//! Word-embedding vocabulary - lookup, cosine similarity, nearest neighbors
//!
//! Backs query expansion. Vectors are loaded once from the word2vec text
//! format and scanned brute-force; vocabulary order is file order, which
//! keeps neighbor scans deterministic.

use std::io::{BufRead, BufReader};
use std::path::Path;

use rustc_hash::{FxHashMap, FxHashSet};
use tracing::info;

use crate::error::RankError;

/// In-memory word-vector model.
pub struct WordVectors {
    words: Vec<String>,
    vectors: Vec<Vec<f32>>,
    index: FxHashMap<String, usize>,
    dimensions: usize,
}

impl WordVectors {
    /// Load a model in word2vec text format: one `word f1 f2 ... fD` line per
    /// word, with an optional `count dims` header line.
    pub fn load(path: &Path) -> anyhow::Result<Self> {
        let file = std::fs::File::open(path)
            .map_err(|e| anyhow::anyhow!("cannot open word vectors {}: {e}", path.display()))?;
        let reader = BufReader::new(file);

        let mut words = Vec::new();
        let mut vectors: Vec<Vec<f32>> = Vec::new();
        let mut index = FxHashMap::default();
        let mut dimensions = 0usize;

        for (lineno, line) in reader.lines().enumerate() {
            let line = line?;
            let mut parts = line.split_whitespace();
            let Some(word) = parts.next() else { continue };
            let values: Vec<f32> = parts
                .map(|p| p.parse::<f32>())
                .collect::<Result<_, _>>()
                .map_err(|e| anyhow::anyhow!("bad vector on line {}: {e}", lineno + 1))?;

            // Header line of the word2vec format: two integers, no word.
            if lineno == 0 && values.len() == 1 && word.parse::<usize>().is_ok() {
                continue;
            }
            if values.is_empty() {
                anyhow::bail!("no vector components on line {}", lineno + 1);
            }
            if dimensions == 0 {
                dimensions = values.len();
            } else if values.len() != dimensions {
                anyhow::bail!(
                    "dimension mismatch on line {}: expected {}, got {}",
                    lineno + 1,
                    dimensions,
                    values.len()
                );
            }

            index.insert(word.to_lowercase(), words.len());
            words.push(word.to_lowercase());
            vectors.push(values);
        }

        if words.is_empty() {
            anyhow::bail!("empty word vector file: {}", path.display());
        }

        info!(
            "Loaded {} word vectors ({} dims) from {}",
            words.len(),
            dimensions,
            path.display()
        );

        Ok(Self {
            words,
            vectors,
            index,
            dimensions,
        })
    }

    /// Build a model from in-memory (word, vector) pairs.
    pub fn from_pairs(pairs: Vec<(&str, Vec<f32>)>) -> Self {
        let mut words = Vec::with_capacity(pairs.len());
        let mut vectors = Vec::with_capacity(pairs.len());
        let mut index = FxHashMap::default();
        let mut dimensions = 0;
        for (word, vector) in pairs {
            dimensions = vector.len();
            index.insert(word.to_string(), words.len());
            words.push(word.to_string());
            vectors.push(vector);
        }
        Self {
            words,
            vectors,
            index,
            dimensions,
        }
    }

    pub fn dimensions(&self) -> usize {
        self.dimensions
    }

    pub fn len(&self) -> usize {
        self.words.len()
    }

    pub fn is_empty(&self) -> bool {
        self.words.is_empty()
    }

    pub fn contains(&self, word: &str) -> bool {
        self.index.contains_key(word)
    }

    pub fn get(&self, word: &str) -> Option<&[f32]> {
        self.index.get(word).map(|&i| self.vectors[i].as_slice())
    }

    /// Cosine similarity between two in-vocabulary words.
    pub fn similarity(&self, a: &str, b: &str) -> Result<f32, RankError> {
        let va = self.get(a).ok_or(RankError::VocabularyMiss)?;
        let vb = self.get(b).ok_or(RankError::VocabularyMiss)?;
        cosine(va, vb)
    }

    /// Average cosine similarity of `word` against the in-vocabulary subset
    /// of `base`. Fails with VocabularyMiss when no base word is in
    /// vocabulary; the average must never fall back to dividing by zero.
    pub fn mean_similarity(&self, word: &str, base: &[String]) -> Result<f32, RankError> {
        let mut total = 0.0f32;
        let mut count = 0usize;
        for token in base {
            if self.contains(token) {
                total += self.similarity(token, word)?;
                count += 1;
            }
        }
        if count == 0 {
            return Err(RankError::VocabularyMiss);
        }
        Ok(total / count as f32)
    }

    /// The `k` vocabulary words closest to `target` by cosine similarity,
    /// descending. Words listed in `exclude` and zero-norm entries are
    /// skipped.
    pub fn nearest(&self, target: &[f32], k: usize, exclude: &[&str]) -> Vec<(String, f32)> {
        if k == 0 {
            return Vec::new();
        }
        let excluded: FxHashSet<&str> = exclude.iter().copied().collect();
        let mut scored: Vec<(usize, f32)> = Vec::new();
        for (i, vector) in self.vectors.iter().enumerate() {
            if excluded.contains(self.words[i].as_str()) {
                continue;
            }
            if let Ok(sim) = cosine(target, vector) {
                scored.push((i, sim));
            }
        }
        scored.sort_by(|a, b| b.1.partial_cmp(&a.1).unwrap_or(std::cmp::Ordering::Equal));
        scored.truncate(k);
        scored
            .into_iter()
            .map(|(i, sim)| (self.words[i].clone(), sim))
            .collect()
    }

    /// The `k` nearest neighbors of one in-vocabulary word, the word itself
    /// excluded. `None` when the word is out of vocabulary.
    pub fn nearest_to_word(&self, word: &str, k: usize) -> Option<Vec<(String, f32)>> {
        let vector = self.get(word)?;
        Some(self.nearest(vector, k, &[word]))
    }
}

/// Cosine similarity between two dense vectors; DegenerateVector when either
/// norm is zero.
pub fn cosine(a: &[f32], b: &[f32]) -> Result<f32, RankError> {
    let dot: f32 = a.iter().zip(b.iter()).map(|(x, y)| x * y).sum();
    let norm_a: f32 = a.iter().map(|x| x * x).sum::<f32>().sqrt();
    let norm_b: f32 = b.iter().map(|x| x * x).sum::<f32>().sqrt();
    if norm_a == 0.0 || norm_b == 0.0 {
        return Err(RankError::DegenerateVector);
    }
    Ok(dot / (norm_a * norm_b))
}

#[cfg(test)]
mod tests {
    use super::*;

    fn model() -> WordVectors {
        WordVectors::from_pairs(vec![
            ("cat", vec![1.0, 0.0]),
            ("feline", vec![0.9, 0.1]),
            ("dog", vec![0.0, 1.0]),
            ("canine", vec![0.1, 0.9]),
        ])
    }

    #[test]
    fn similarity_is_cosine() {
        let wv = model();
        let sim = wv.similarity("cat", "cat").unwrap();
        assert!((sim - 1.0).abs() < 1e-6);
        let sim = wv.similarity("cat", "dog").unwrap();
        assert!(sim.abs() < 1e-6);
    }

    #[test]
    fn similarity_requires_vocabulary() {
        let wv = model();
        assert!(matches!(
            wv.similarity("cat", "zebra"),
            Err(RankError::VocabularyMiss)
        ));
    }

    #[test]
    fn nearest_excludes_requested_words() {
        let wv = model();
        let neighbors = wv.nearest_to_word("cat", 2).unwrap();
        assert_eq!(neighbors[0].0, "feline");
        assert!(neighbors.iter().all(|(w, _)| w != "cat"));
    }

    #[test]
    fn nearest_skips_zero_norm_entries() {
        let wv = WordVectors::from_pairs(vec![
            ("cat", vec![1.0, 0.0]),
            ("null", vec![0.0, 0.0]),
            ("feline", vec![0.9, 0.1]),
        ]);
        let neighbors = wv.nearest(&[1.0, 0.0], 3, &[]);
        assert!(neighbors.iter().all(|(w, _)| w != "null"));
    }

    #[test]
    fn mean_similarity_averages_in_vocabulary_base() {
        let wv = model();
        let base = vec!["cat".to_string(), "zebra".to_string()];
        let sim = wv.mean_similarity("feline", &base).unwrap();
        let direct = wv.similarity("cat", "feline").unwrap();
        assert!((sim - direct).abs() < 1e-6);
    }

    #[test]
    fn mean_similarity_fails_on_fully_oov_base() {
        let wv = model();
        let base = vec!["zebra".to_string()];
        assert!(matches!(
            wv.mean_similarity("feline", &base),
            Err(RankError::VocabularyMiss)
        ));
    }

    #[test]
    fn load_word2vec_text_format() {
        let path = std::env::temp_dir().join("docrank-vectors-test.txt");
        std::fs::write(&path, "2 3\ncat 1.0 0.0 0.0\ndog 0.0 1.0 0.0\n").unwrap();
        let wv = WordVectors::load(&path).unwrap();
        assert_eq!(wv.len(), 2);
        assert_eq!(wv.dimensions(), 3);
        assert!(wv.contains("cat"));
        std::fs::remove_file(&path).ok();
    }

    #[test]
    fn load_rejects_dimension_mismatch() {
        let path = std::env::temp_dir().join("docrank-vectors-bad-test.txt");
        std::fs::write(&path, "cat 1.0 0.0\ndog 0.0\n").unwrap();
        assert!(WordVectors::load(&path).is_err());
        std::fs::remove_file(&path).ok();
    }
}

---

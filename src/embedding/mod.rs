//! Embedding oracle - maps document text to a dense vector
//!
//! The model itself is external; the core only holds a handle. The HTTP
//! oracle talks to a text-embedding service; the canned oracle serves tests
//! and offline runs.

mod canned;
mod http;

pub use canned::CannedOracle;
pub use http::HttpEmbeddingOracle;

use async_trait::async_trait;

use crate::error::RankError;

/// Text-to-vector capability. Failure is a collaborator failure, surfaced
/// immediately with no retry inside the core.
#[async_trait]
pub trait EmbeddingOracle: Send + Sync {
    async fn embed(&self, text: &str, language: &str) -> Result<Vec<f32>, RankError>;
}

#### Exercise objective:
Look through the material above for the word "dense" and copy every line that has it.

#### Your response:
/// Cosine similarity between two dense vectors; DegenerateVector when either
//! Embedding oracle - maps document text to a dense vector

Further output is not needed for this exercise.